All Topics / Help Needed! / Overseas job and my IP’s
Hi all,
I may be moving overseas to a new job in a few months, but before I accept an offer I need to understand how my IP and current PPOR (which I will rent out) will be treated, and basically if I can financially afford it.
scenario:
one IP (NRAS) in Brisbane which at the moment costs me about $5000 p.a after tax but before the $9800 NRAS payment. Effectively meaning in my current situation, a $5000 positive cash flow property.
PPOR – this will cost me approx $16,000 p.a. Before tax. Assuming loan of $430 k and rental of $450 p.w.

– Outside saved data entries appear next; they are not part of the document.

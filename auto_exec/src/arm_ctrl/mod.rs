//! Arm control module
//!
//! Closed-loop position control for a single arm axis (the elbow or the
//! linear slide). Each physical axis gets its own [`ArmCtrl`] instance; no
//! controller state is shared between axes.

// ---------------------------------------------------------------------------
// MODULES
// ---------------------------------------------------------------------------

mod params;
mod pid;
mod state;

// ---------------------------------------------------------------------------
// IMPORTS
// ---------------------------------------------------------------------------

// Internal
pub use params::*;
pub use pid::*;
pub use state::*;

// ---------------------------------------------------------------------------
// CONSTANTS
// ---------------------------------------------------------------------------

/// Sentinel target meaning "retract onto the lower hard stop".
///
/// The hard stop defines the zero reference, so a zero target and a full
/// retraction coincide: the axis is driven at constant full negative power
/// until the limit switch engages or the deadline expires, rather than being
/// servoed by the PID law.
pub const RETRACT_TARGET: f64 = 0.0;

/// Power applied while retracting to the hard stop.
pub const RETRACT_POWER: f64 = -1.0;
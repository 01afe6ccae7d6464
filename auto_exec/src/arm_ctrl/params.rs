//! Parameters structure for ArmCtrl

// ---------------------------------------------------------------------------
// IMPORTS
// ---------------------------------------------------------------------------

use serde::Deserialize;

// ---------------------------------------------------------------------------
// DATA STRUCTURES
// ---------------------------------------------------------------------------

/// Parameters for one arm axis controller.
#[derive(Debug, Clone, Deserialize)]
pub struct ArmParams {
    // ---- CONTROL LAW ----
    /// Proportional gain
    pub k_p: f64,

    /// Integral gain
    pub k_i: f64,

    /// Derivative gain
    pub k_d: f64,

    /// Commanded-power magnitude below which the axis is considered to have
    /// converged on the target.
    ///
    /// Units: motor power fraction
    pub power_tolerance: f64,

    /// Scale applied to operator input in manual mode.
    pub manual_speed_multiplier: f64,

    // ---- PRESET POSITIONS ----
    /// Position the axis is held at while driving between field positions.
    ///
    /// Units: encoder pulses
    pub driving_position: f64,

    /// Position at which the end effector is level with the floor.
    ///
    /// Units: encoder pulses
    pub level_position: f64,

    /// Position the axis moves to when scoring on the backdrop.
    ///
    /// Units: encoder pulses
    pub scoring_position: f64,

    /// Position the axis rests at for intaking, near the hard stop.
    ///
    /// Units: encoder pulses
    pub intake_position: f64,
}
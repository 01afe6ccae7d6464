//! Main autonomous executable entry point.
//!
//! # Architecture
//!
//! The general execution methodology consists of:
//!
//!     - Initialise the session, logging and parameters
//!     - Parse the match configuration from the command line
//!     - Main loop at the cycle rate:
//!         - Advance the simulated robot models
//!         - Run one cycle of the autonomous controller
//!         - Stop on completion or when the period clock runs out
//!     - Save the run report into the session directory
//!
//! The executable drives the controller against the simulated robot, which is
//! how routes are checked off the field. The port traits are the seam where a
//! hardware-backed robot would be plugged in instead.
//!
//! # Usage
//!
//! ```text
//! auto_exec <blue|red> <near|far> [yellow] [park] [spike=<near|middle|far>]
//! ```
//!
//! The `spike=` argument scripts the spike sensor readings for the run,
//! defaulting to the middle mark.

// ---------------------------------------------------------------------------
// USE MODULES FROM LIBRARY
// ---------------------------------------------------------------------------

use auto_lib::{
    auto_mgr::{AutoCtrl, AutoCtrlParams},
    match_config::{Alliance, MatchConfig, SpikeMark, StageSide},
    ports::ClockPort,
    sim::SimRig,
    CYCLE_PERIOD_S, MATCH_AUTO_PERIOD_S,
};

// ---------------------------------------------------------------------------
// IMPORTS
// ---------------------------------------------------------------------------

// External
use color_eyre::{
    eyre::{eyre, WrapErr},
    Report,
};
use log::{debug, info, warn};
use std::env;
use std::thread;
use std::time::{Duration, Instant};

// Internal
use util::{
    logger::{logger_init, LevelFilter},
    session::Session,
};

// ---------------------------------------------------------------------------
// FUNCTIONS
// ---------------------------------------------------------------------------

/// Executable main function, entry point.
fn main() -> Result<(), Report> {
    // ---- EARLY INITIALISATION ----

    // Initialise session
    let session = Session::new("auto_exec", "sessions").wrap_err("Failed to create the session")?;

    // Initialise logger
    logger_init(LevelFilter::Trace, &session).wrap_err("Failed to initialise logging")?;

    // Log information on this execution.
    info!("Autonomous Period Executable\n");
    info!("Session directory: {:?}\n", session.session_root);

    // ---- LOAD PARAMETERS ----

    let auto_params: AutoCtrlParams =
        util::params::load("auto_ctrl.toml").wrap_err("Could not load autonomous parameters")?;

    info!("Exec parameters loaded");

    // ---- PARSE MATCH CONFIGURATION ----

    let args: Vec<String> = env::args().collect();

    debug!("CLI arguments: {:?}", args);

    let (config, spike) = parse_args(&args)?;

    info!(
        "Match configuration: {:?} alliance, {:?} stage side, place_yellow: {}, park_from_far: {}",
        config.alliance, config.stage_side, config.place_yellow, config.park_from_far
    );
    info!("Scripted spike sensors will report the {:?} mark\n", spike);

    // ---- INITIALISE MODELS AND CONTROLLER ----

    let mut rig = SimRig::with_spike(spike == SpikeMark::Near, spike == SpikeMark::Far);

    let mut auto = AutoCtrl::new(auto_params, config);

    {
        let mut ports = rig.ports();
        auto.start(&mut ports);
    }

    // ---- MAIN LOOP ----

    info!("Begining main loop\n");

    let mut num_cycles: u64 = 0;

    loop {
        // Get cycle start time
        let cycle_start_instant = Instant::now();

        // ---- MODEL PROPAGATION ----

        rig.step();

        // ---- AUTONOMY PROCESSING ----

        {
            let mut ports = rig.ports();
            auto.run(&mut ports);
        }

        if auto.is_complete() {
            info!(
                "Run complete after {:.02} s ({} cycles)",
                rig.clock.elapsed_seconds(),
                num_cycles
            );
            break;
        }

        // Force everything to a stop when the period clock runs out
        if rig.clock.elapsed_seconds() >= MATCH_AUTO_PERIOD_S {
            warn!(
                "Autonomous period over ({:.0} s), aborting in phase {}",
                MATCH_AUTO_PERIOD_S,
                auto.current_phase()
            );

            let mut ports = rig.ports();
            auto.abort(&mut ports);
            break;
        }

        // ---- CYCLE MANAGEMENT ----

        let cycle_dur = Instant::now() - cycle_start_instant;

        match Duration::from_secs_f64(CYCLE_PERIOD_S).checked_sub(cycle_dur) {
            Some(d) => thread::sleep(d),
            None => warn!(
                "Cycle overran by {:.06} s",
                cycle_dur.as_secs_f64() - CYCLE_PERIOD_S
            ),
        }

        num_cycles += 1;
    }

    // ---- SHUTDOWN ----

    let report = auto.report();
    info!(
        "Final state: phase {}, {} commands scheduled, spike mark {:?}",
        report.final_phase,
        report.commands_scheduled,
        auto.resolved_spike_mark()
    );

    session.save("auto_report.json", &report);

    info!("End of execution");

    Ok(())
}

/// Parse the command line into a match configuration and the scripted spike
/// mark.
fn parse_args(args: &[String]) -> Result<(MatchConfig, SpikeMark), Report> {
    if args.len() < 3 {
        return Err(eyre!(
            "Expected at least two arguments: <blue|red> <near|far>"
        ));
    }

    let alliance = match args[1].to_lowercase().as_str() {
        "blue" => Alliance::Blue,
        "red" => Alliance::Red,
        other => return Err(eyre!("Unknown alliance \"{}\"", other)),
    };

    let stage_side = match args[2].to_lowercase().as_str() {
        "near" => StageSide::Near,
        "far" => StageSide::Far,
        other => return Err(eyre!("Unknown stage side \"{}\"", other)),
    };

    let mut place_yellow = false;
    let mut park_from_far = false;
    let mut spike = SpikeMark::Middle;

    for arg in &args[3..] {
        match arg.to_lowercase().as_str() {
            "yellow" => place_yellow = true,
            "park" => park_from_far = true,
            "spike=near" => spike = SpikeMark::Near,
            "spike=middle" => spike = SpikeMark::Middle,
            "spike=far" => spike = SpikeMark::Far,
            other => return Err(eyre!("Unknown argument \"{}\"", other)),
        }
    }

    Ok((
        MatchConfig::new(alliance, place_yellow, stage_side, park_from_far),
        spike,
    ))
}
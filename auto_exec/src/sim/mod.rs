//! Simulation models module
//!
//! In-memory implementations of the four hardware ports, good enough to run
//! the whole autonomous engine on a bench with no robot attached. The motion
//! models are deliberately crude - constant-rate kinematics, no slip, no
//! momentum - because the engine only ever polls completion predicates; the
//! fidelity that matters is *when* things finish, not where the robot really
//! ends up.
//!
//! Time is explicit: nothing here reads a wall clock. The harness advances
//! [`SimClock`] and steps the models by the same interval, which keeps every
//! test fully deterministic.

// ---------------------------------------------------------------------------
// IMPORTS
// ---------------------------------------------------------------------------

// External
use std::cell::Cell;

// Internal
use crate::arm_ctrl::{ArmCtrl, ArmParams};
use crate::motion::CmdCtx;
use crate::ports::{ActuatorPort, ClockPort, DrivetrainPort, Ports, SpikeSensorPort};
use crate::CYCLE_PERIOD_S;

// ---------------------------------------------------------------------------
// CONSTANTS
// ---------------------------------------------------------------------------

/// Straight-line and strafe speed of the simulated drivetrain.
///
/// Units: inches/second
const DRIVE_SPEED_INS: f64 = 20.0;

/// Turn rate of the simulated drivetrain.
///
/// Units: degrees/second
const TURN_RATE_DEGS: f64 = 120.0;

/// Turn rate for slow (reduced gain) heading turns.
///
/// Units: degrees/second
const SLOW_TURN_RATE_DEGS: f64 = 45.0;

/// Axis travel per unit power per second for the simulated actuators.
///
/// Units: encoder pulses/second at full power
const ACTUATOR_RATE_PULSES: f64 = 1200.0;

// ---------------------------------------------------------------------------
// DATA STRUCTURES
// ---------------------------------------------------------------------------

/// The manoeuvre currently running in the simulated drivetrain.
#[derive(Debug, Clone, Copy)]
enum Manoeuvre {
    Drive { remaining_in: f64, sign: f64 },
    Strafe { remaining_in: f64, sign: f64 },
    Turn { remaining_deg: f64, sign: f64, rate: f64 },
}

/// Simulated mecanum drivetrain.
#[derive(Debug, Default)]
pub struct SimDrivetrain {
    manoeuvre: Option<Manoeuvre>,

    forward_travel_in: f64,
    lateral_travel_in: f64,
    heading_deg: f64,

    manoeuvre_count: usize,
    stop_count: usize,
}

/// Simulated single arm axis with a hard stop at zero.
#[derive(Debug)]
pub struct SimActuator {
    position: f64,
    power: f64,
    jammed: bool,
    /// Forced limit-switch reading for fault-injection tests, otherwise the
    /// switch follows the hard stop.
    switch_override: Option<bool>,
}

/// Simulated spike-mark distance sensor pair with fixed readings.
#[derive(Debug, Default, Clone, Copy)]
pub struct SimSpikeSensors {
    pub near_blocked: bool,
    pub far_blocked: bool,
}

/// Settable monotonic clock.
#[derive(Debug, Default)]
pub struct SimClock {
    elapsed_s: Cell<f64>,
}

/// A complete simulated robot: every port plus a pair of arm controllers,
/// ready to hand to the scheduler as a [`CmdCtx`].
pub struct SimRig {
    pub drivetrain: SimDrivetrain,
    pub elbow: SimActuator,
    pub slide: SimActuator,
    pub spike_sensors: SimSpikeSensors,
    pub clock: SimClock,

    elbow_ctrl: ArmCtrl,
    slide_ctrl: ArmCtrl,
}

// ---------------------------------------------------------------------------
// IMPLEMENTATIONS
// ---------------------------------------------------------------------------

impl SimDrivetrain {
    pub fn new() -> Self {
        Self::default()
    }

    /// Advance the model by `dt_s` seconds.
    pub fn step(&mut self, dt_s: f64) {
        let manoeuvre = match self.manoeuvre {
            Some(m) => m,
            None => return,
        };

        self.manoeuvre = match manoeuvre {
            Manoeuvre::Drive { remaining_in, sign } => {
                let travel = (DRIVE_SPEED_INS * dt_s).min(remaining_in);
                self.forward_travel_in += sign * travel;
                let remaining_in = remaining_in - travel;
                (remaining_in > 0.0).then(|| Manoeuvre::Drive { remaining_in, sign })
            }
            Manoeuvre::Strafe { remaining_in, sign } => {
                let travel = (DRIVE_SPEED_INS * dt_s).min(remaining_in);
                self.lateral_travel_in += sign * travel;
                let remaining_in = remaining_in - travel;
                (remaining_in > 0.0).then(|| Manoeuvre::Strafe { remaining_in, sign })
            }
            Manoeuvre::Turn {
                remaining_deg,
                sign,
                rate,
            } => {
                let travel = (rate * dt_s).min(remaining_deg);
                self.heading_deg += sign * travel;
                let remaining_deg = remaining_deg - travel;
                (remaining_deg > 0.0).then(|| Manoeuvre::Turn {
                    remaining_deg,
                    sign,
                    rate,
                })
            }
        };
    }

    pub fn forward_travel_in(&self) -> f64 {
        self.forward_travel_in
    }

    pub fn lateral_travel_in(&self) -> f64 {
        self.lateral_travel_in
    }

    pub fn heading_deg(&self) -> f64 {
        self.heading_deg
    }

    /// Number of manoeuvres started since construction.
    pub fn manoeuvre_count(&self) -> usize {
        self.manoeuvre_count
    }

    /// Number of times `stop` has been called.
    pub fn stop_count(&self) -> usize {
        self.stop_count
    }

    fn start(&mut self, manoeuvre: Manoeuvre) {
        self.manoeuvre = Some(manoeuvre);
        self.manoeuvre_count += 1;
    }

    fn start_heading_turn(&mut self, heading_deg: f64, rate: f64) {
        let delta = heading_deg - self.heading_deg;
        self.start(Manoeuvre::Turn {
            remaining_deg: delta.abs(),
            sign: delta.signum(),
            rate,
        });
    }
}

impl DrivetrainPort for SimDrivetrain {
    fn drive(&mut self, distance_in: f64) {
        self.start(Manoeuvre::Drive {
            remaining_in: distance_in.abs(),
            sign: distance_in.signum(),
        });
    }

    fn strafe(&mut self, distance_in: f64) {
        self.start(Manoeuvre::Strafe {
            remaining_in: distance_in.abs(),
            sign: distance_in.signum(),
        });
    }

    fn turn(&mut self, delta_heading_deg: f64) {
        self.start(Manoeuvre::Turn {
            remaining_deg: delta_heading_deg.abs(),
            sign: delta_heading_deg.signum(),
            rate: TURN_RATE_DEGS,
        });
    }

    fn turn_to_heading(&mut self, heading_deg: f64) {
        self.start_heading_turn(heading_deg, TURN_RATE_DEGS);
    }

    fn slow_turn_to_heading(&mut self, heading_deg: f64) {
        self.start_heading_turn(heading_deg, SLOW_TURN_RATE_DEGS);
    }

    fn motion_complete(&self) -> bool {
        self.manoeuvre.is_none()
    }

    fn stop(&mut self) {
        self.stop_count += 1;
        self.manoeuvre = None;
    }
}

impl SimActuator {
    /// An axis starting at the given position, free to move.
    pub fn new(position: f64) -> Self {
        Self {
            position,
            power: 0.0,
            jammed: false,
            switch_override: None,
        }
    }

    /// An axis which never moves regardless of power, for timeout tests.
    pub fn jammed(position: f64) -> Self {
        Self {
            jammed: true,
            ..Self::new(position)
        }
    }

    /// Advance the model by `dt_s` seconds.
    pub fn step(&mut self, dt_s: f64) {
        if self.jammed {
            return;
        }

        let applied = self.power.clamp(-1.0, 1.0);
        self.position += applied * ACTUATOR_RATE_PULSES * dt_s;
        if self.position < 0.0 {
            // The hard stop
            self.position = 0.0;
        }
    }

    /// Last commanded power.
    pub fn power(&self) -> f64 {
        self.power
    }

    /// Force the axis into an arbitrary state, including an inconsistent
    /// switch reading, for interlock tests.
    pub fn force_position(&mut self, position: f64, switch_engaged: bool) {
        self.position = position;
        self.switch_override = Some(switch_engaged);
    }
}

impl ActuatorPort for SimActuator {
    fn current_position(&self) -> f64 {
        self.position
    }

    fn set_power(&mut self, power: f64) {
        self.power = power;
    }

    fn limit_switch_engaged(&self) -> bool {
        match self.switch_override {
            Some(engaged) => engaged,
            None => self.position <= 0.0,
        }
    }

    fn reset_position(&mut self) {
        self.position = 0.0;
        self.switch_override = None;
    }
}

impl SpikeSensorPort for SimSpikeSensors {
    fn is_near_blocked(&self) -> bool {
        self.near_blocked
    }

    fn is_far_blocked(&self) -> bool {
        self.far_blocked
    }
}

impl SimClock {
    pub fn new() -> Self {
        Self::default()
    }

    /// Advance the clock. Interior mutability so harnesses can hold shared
    /// references to the clock while the ports are borrowed.
    pub fn advance(&self, dt_s: f64) {
        self.elapsed_s.set(self.elapsed_s.get() + dt_s);
    }
}

impl ClockPort for SimClock {
    fn elapsed_seconds(&self) -> f64 {
        self.elapsed_s.get()
    }
}

impl SimRig {
    pub fn new() -> Self {
        Self::with_spike(false, false)
    }

    /// A rig whose spike sensors report the given readings.
    pub fn with_spike(near_blocked: bool, far_blocked: bool) -> Self {
        Self {
            drivetrain: SimDrivetrain::new(),
            elbow: SimActuator::new(0.0),
            slide: SimActuator::new(0.0),
            spike_sensors: SimSpikeSensors {
                near_blocked,
                far_blocked,
            },
            clock: SimClock::new(),
            elbow_ctrl: ArmCtrl::new(default_arm_params()),
            slide_ctrl: ArmCtrl::new(default_arm_params()),
        }
    }

    /// Borrow the rig as a port set.
    pub fn ports(&mut self) -> Ports {
        Ports {
            drivetrain: &mut self.drivetrain,
            elbow: &mut self.elbow,
            slide: &mut self.slide,
            spike_sensors: &self.spike_sensors,
            clock: &self.clock,
        }
    }

    /// Run a closure with a full command context over the rig's own arm
    /// controllers, for driving the scheduler directly in tests.
    pub fn with_ctx<R>(&mut self, f: impl FnOnce(&mut CmdCtx) -> R) -> R {
        let mut ports = Ports {
            drivetrain: &mut self.drivetrain,
            elbow: &mut self.elbow,
            slide: &mut self.slide,
            spike_sensors: &self.spike_sensors,
            clock: &self.clock,
        };
        let mut ctx = CmdCtx {
            ports: &mut ports,
            elbow_ctrl: &mut self.elbow_ctrl,
            slide_ctrl: &mut self.slide_ctrl,
        };
        f(&mut ctx)
    }

    /// Advance the whole rig one cycle: clock first, then the physical
    /// models.
    pub fn step(&mut self) {
        self.clock.advance(CYCLE_PERIOD_S);
        self.drivetrain.step(CYCLE_PERIOD_S);
        self.elbow.step(CYCLE_PERIOD_S);
        self.slide.step(CYCLE_PERIOD_S);
    }
}

impl Default for SimRig {
    fn default() -> Self {
        Self::new()
    }
}

// ---------------------------------------------------------------------------
// PUBLIC FUNCTIONS
// ---------------------------------------------------------------------------

/// Workable arm parameters for bench runs and tests, roughly matching the
/// tuned files under `params/`.
pub fn default_arm_params() -> ArmParams {
    ArmParams {
        k_p: 0.01,
        k_i: 0.0,
        k_d: 0.0002,
        power_tolerance: 0.05,
        manual_speed_multiplier: 0.7,
        driving_position: 1000.0,
        level_position: 1600.0,
        scoring_position: 2700.0,
        intake_position: 30.0,
    }
}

My questions really relate to if I am not earning my usual salary in Australia, can I still claim tax benefits, which would bring the PPOR property to a cash neutral position? I'm just a little confused on the tax implications
I will be overseas for 3 years in a good job with poor pay so can not afford to prop up any significant out of pocket expenses without the potential tax benefits.
thanks
Jase
Hi Jase
Are you sure the PPOR is going to be $16k in the red each year?
What rate is the loan? Is it IO or P&I?
To lower the costs while you're away – I'd set it up as IO if you haven't already.
Cheers
Jamie
Jamie Moore | Pass Go Home Loans Pty Ltd
http://www.passgo.com.au
Email Me | Phone MeMortgage Broker assisting clients Australia wide Email: [email protected]
The $16k shortfall is before I lodge a tax return. It should be close to cash flow neutral if it was a normal IP. What I don't really understand is can I still claim tax refunds when I'm not living (and earning a salary) here.
….and yes I would consider changing my PPOR to a I/o loan.